● **Aim of the task**:
Look for the string "MediaUploadService" in the listing. Copy each line that has it.

.....

use std::sync::Arc;
use std::time::Duration;

use axum::{
    Router,
    body::{Body, to_bytes},
    http::{Method, Request, StatusCode, header::CONTENT_TYPE},
};
use ripple::application::media::{MediaCleanup, MediaUploadService};
use ripple::application::posts::PostService;
use ripple::application::repos::MediaRepo;
use ripple::application::search::{SearchIndexer, SearchService};
use ripple::broker::{
    BrokerClient, DeadLetterLog, DeliveryPolicy, EventConsumer, EventHandler, EventPublisher,
    InMemoryBroker, RetryPolicy,
};
use ripple::cache::{CacheConfig, CacheLayer, InMemoryCache};
use ripple::infra::http::{
    self, HealthState, MediaState, PostsState, SearchState, USER_ID_HEADER,
};
use ripple::infra::memory::InMemoryRepositories;
use ripple::infra::objects::LocalObjectStore;
use ripple_events::{POST_DELETED, PostCreated, PostDeleted};
use serde_json::{Value, json};
use time::OffsetDateTime;
use tower::ServiceExt;
use uuid::Uuid;

const BOUNDARY: &str = "ripple-test-boundary";

fn broker_client() -> Arc<BrokerClient> {
    broker_client_on(&InMemoryBroker::new())
}

fn broker_client_on(broker: &InMemoryBroker) -> Arc<BrokerClient> {
    Arc::new(BrokerClient::new(
        Arc::new(broker.clone()),
        ripple_events::POST_EXCHANGE,
        RetryPolicy {
            max_retries: 1,
            delay: Duration::ZERO,
        },
    ))
}

fn health(service: &'static str, broker: Arc<BrokerClient>) -> HealthState {
    HealthState {
        service,
        broker,
        db: None,
    }
}

fn posts_app() -> Router {
    let client = broker_client();
    let cache = CacheLayer::new(Arc::new(InMemoryCache::new()), CacheConfig::default());
    let service = PostService::new(
        Arc::new(InMemoryRepositories::new()),
        cache,
        EventPublisher::new(Arc::clone(&client)),
    );
    http::build_posts_router(
        PostsState {
            posts: Arc::new(service),
        },
        health("posts", client),
    )
}

async fn send(app: &Router, request: Request<Body>) -> (StatusCode, Value) {
    let response = app
        .clone()
        .oneshot(request)
        .await
        .expect("router should respond");
    let status = response.status();
    let bytes = to_bytes(response.into_body(), usize::MAX)
        .await
        .expect("body should read");
    let body = if bytes.is_empty() {
        Value::Null
    } else {
        serde_json::from_slice(&bytes).expect("json body")
    };
    (status, body)
}

fn request(method: Method, uri: &str, user: Option<&str>, body: Option<Value>) -> Request<Body> {
    let mut builder = Request::builder().method(method).uri(uri);
    if let Some(user) = user {
        builder = builder.header(USER_ID_HEADER, user);
    }
    match body {
        Some(body) => builder
            .header(CONTENT_TYPE, "application/json")
            .body(Body::from(body.to_string()))
            .expect("request should build"),
        None => builder.body(Body::empty()).expect("request should build"),
    }
}

fn media_app(
    repos: Arc<InMemoryRepositories>,
    objects: Arc<LocalObjectStore>,
    max_upload_bytes: usize,
) -> Router {
    http::build_media_router(
        MediaState {
            uploads: Arc::new(MediaUploadService::new(repos, objects)),
            max_upload_bytes,
        },
        health("media", broker_client()),
    )
}

fn multipart_body(field: &str, file_name: &str, content_type: &str, bytes: &[u8]) -> Vec<u8> {
    let mut body = format!(
        "--{BOUNDARY}\r\nContent-Disposition: form-data; name=\"{field}\"; filename=\"{file_name}\"\r\nContent-Type: {content_type}\r\n\r\n"
    )
    .into_bytes();
    body.extend_from_slice(bytes);
    body.extend_from_slice(format!("\r\n--{BOUNDARY}--\r\n").as_bytes());
    body
}

fn upload_request(user: Option<&str>, body: Vec<u8>) -> Request<Body> {
    let mut builder = Request::builder()
        .method(Method::POST)
        .uri("/api/media/upload")
        .header(CONTENT_TYPE, format!("multipart/form-data; boundary={BOUNDARY}"));
    if let Some(user) = user {
        builder = builder.header(USER_ID_HEADER, user);
    }
    builder.body(Body::from(body)).expect("request should build")
}

#[tokio::test]
async fn requests_without_user_header_are_unauthorized() {
    let app = posts_app();
    let (status, body) = send(&app, request(Method::GET, "/api/posts", None, None)).await;

    assert_eq!(status, StatusCode::UNAUTHORIZED);
    assert_eq!(body["success"], json!(false));
}

#[tokio::test]
async fn post_lifecycle_over_http() {
    let app = posts_app();

    let (status, body) = send(
        &app,
        request(
            Method::POST,
            "/api/posts",
            Some("alice"),
            Some(json!({ "content": "hello over http" })),
        ),
    )
    .await;
    assert_eq!(status, StatusCode::CREATED);
    assert_eq!(body["success"], json!(true));
    let id = body["post"]["id"].as_str().expect("post id").to_string();
    assert_eq!(body["post"]["userId"], json!("alice"));

    let (status, body) = send(
        &app,
        request(Method::GET, &format!("/api/posts/{id}"), Some("bob"), None),
    )
    .await;
    assert_eq!(status, StatusCode::OK);
    assert_eq!(body["post"]["content"], json!("hello over http"));

    let (status, body) = send(
        &app,
        request(Method::GET, "/api/posts?page=1&limit=5", Some("bob"), None),
    )
    .await;
    assert_eq!(status, StatusCode::OK);
    assert_eq!(body["totalPosts"], json!(1));
    assert_eq!(body["currentPage"], json!(1));
    assert_eq!(body["totalPage"], json!(1));

    let (status, _) = send(
        &app,
        request(Method::DELETE, &format!("/api/posts/{id}"), Some("bob"), None),
    )
    .await;
    assert_eq!(status, StatusCode::NOT_FOUND);

    let (status, body) = send(
        &app,
        request(Method::DELETE, &format!("/api/posts/{id}"), Some("alice"), None),
    )
    .await;
    assert_eq!(status, StatusCode::OK);
    assert_eq!(body["message"], json!("Post deleted successfully"));

    let (status, body) = send(
        &app,
        request(Method::GET, &format!("/api/posts/{id}"), Some("alice"), None),
    )
    .await;
    assert_eq!(status, StatusCode::NOT_FOUND);
    assert_eq!(body["message"], json!("Post not found"));
}

#[tokio::test]
async fn invalid_input_is_a_bad_request() {
    let app = posts_app();

    let (status, body) = send(
        &app,
        request(
            Method::POST,
            "/api/posts",
            Some("alice"),
            Some(json!({ "content": "no" })),
        ),
    )
    .await;
    assert_eq!(status, StatusCode::BAD_REQUEST);
    assert_eq!(body["success"], json!(false));

    let (status, _) = send(
        &app,
        request(Method::GET, "/api/posts/not-a-uuid", Some("alice"), None),
    )
    .await;
    assert_eq!(status, StatusCode::BAD_REQUEST);
}

#[tokio::test]
async fn search_is_scoped_and_validated() {
    let repos = Arc::new(InMemoryRepositories::new());
    let cache = CacheLayer::new(Arc::new(InMemoryCache::new()), CacheConfig::default());
    let indexer = SearchIndexer::new(repos.clone(), cache.clone());
    for user in ["alice", "bob"] {
        EventHandler::<PostCreated>::handle(
            &indexer,
            &PostCreated {
                post_id: Uuid::new_v4(),
                user_id: user.to_string(),
                content: "tokio runtime notes".to_string(),
                created_at: OffsetDateTime::now_utc(),
            },
        )
        .await
        .expect("index");
    }

    let client = broker_client();
    let app = http::build_search_router(
        SearchState {
            search: Arc::new(SearchService::new(repos, cache)),
        },
        health("search", client),
    );

    let (status, body) = send(
        &app,
        request(Method::GET, "/api/search/posts?query=tokio", Some("alice"), None),
    )
    .await;
    assert_eq!(status, StatusCode::OK);
    assert_eq!(body["count"], json!(1));
    assert_eq!(body["results"][0]["userId"], json!("alice"));

    let (status, _) = send(
        &app,
        request(Method::GET, "/api/search/posts", Some("alice"), None),
    )
    .await;
    assert_eq!(status, StatusCode::BAD_REQUEST);
}

#[tokio::test]
async fn healthz_reports_broker_state_without_auth() {
    let client = broker_client();
    let dir = tempfile::tempdir().expect("tempdir");
    let objects = Arc::new(LocalObjectStore::new(dir.path().to_path_buf()).expect("store"));
    let app = http::build_media_router(
        MediaState {
            uploads: Arc::new(MediaUploadService::new(
                Arc::new(InMemoryRepositories::new()),
                objects,
            )),
            max_upload_bytes: 1024,
        },
        health("media", Arc::clone(&client)),
    );

    let (status, body) = send(&app, request(Method::GET, "/healthz", None, None)).await;
    assert_eq!(status, StatusCode::OK);
    assert_eq!(body["service"], json!("media"));
    assert_eq!(body["broker"], json!(false));

    client.connect().await.expect("connect");
    let (_, body) = send(&app, request(Method::GET, "/healthz", None, None)).await;
    assert_eq!(body["broker"], json!(true));
}

#[tokio::test]
async fn uploaded_media_is_removed_when_its_post_is_deleted() {
    let dir = tempfile::tempdir().expect("tempdir");
    let repos = Arc::new(InMemoryRepositories::new());
    let objects = Arc::new(LocalObjectStore::new(dir.path().to_path_buf()).expect("store"));
    let app = media_app(repos.clone(), objects.clone(), 1024 * 1024);

    let (status, body) = send(
        &app,
        upload_request(
            Some("alice"),
            multipart_body("file", "photo.png", "image/png", b"\x89PNG data"),
        ),
    )
    .await;
    assert_eq!(status, StatusCode::CREATED);
    assert_eq!(body["success"], json!(true));
    let media_id: Uuid = body["mediaId"]
        .as_str()
        .expect("media id")
        .parse()
        .expect("uuid");
    let record = repos
        .find_media(media_id)
        .await
        .expect("find")
        .expect("record stored");
    assert_eq!(body["url"], json!(record.url));
    assert_eq!(record.mime_type, "image/png");
    assert_eq!(record.original_name, "photo.png");
    let stored = dir.path().join(&record.public_id);
    assert_eq!(std::fs::read(&stored).expect("object written"), b"\x89PNG data");

    let broker = InMemoryBroker::new();
    let client = broker_client_on(&broker);
    let subscription = EventConsumer::new(
        Arc::clone(&client),
        DeliveryPolicy {
            handler_timeout: Duration::from_secs(5),
            max_attempts: 1,
            retry_delay: Duration::ZERO,
        },
        Arc::new(DeadLetterLog::default()),
    )
    .subscribe::<PostDeleted, _>(
        POST_DELETED,
        Arc::new(MediaCleanup::new(repos.clone(), objects)),
    )
    .await
    .expect("subscribe");

    EventPublisher::new(broker_client_on(&broker))
        .publish(
            POST_DELETED,
            &PostDeleted {
                post_id: Uuid::new_v4(),
                user_id: "alice".to_string(),
                media_ids: vec![media_id],
            },
        )
        .await
        .expect("publish");

    let deadline = tokio::time::Instant::now() + Duration::from_secs(5);
    while broker.acked() < 1 {
        assert!(tokio::time::Instant::now() < deadline, "cleanup not acknowledged");
        tokio::time::sleep(Duration::from_millis(10)).await;
    }
    assert!(!stored.exists());
    assert!(repos.find_media(media_id).await.expect("find").is_none());

    subscription.shutdown().await;
}

#[tokio::test]
async fn upload_requires_user_and_a_file_field() {
    let dir = tempfile::tempdir().expect("tempdir");
    let repos = Arc::new(InMemoryRepositories::new());
    let objects = Arc::new(LocalObjectStore::new(dir.path().to_path_buf()).expect("store"));
    let app = media_app(repos.clone(), objects, 1024 * 1024);

    let (status, _) = send(
        &app,
        upload_request(None, multipart_body("file", "a.png", "image/png", b"x")),
    )
    .await;
    assert_eq!(status, StatusCode::UNAUTHORIZED);

    let (status, body) = send(
        &app,
        upload_request(
            Some("alice"),
            multipart_body("attachment", "a.png", "image/png", b"x"),
        ),
    )
    .await;
    assert_eq!(status, StatusCode::BAD_REQUEST);
    assert_eq!(body["message"], json!("No file uploaded"));
    assert_eq!(repos.media_count(), 0);
}

#[tokio::test]
async fn oversized_upload_is_rejected() {
    let dir = tempfile::tempdir().expect("tempdir");
    let repos = Arc::new(InMemoryRepositories::new());
    let objects = Arc::new(LocalObjectStore::new(dir.path().to_path_buf()).expect("store"));
    let app = media_app(repos.clone(), objects, 64);

    let (status, body) = send(
        &app,
        upload_request(
            Some("alice"),
            multipart_body("file", "big.bin", "application/octet-stream", &[7u8; 4096]),
        ),
    )
    .await;
    assert_eq!(status, StatusCode::PAYLOAD_TOO_LARGE);
    assert_eq!(body["success"], json!(false));
    assert_eq!(repos.media_count(), 0);
}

.....

● **Result of this exercise**:
use ripple::application::media::{MediaCleanup, MediaUploadService};
            uploads: Arc::new(MediaUploadService::new(repos, objects)),
            uploads: Arc::new(MediaUploadService::new(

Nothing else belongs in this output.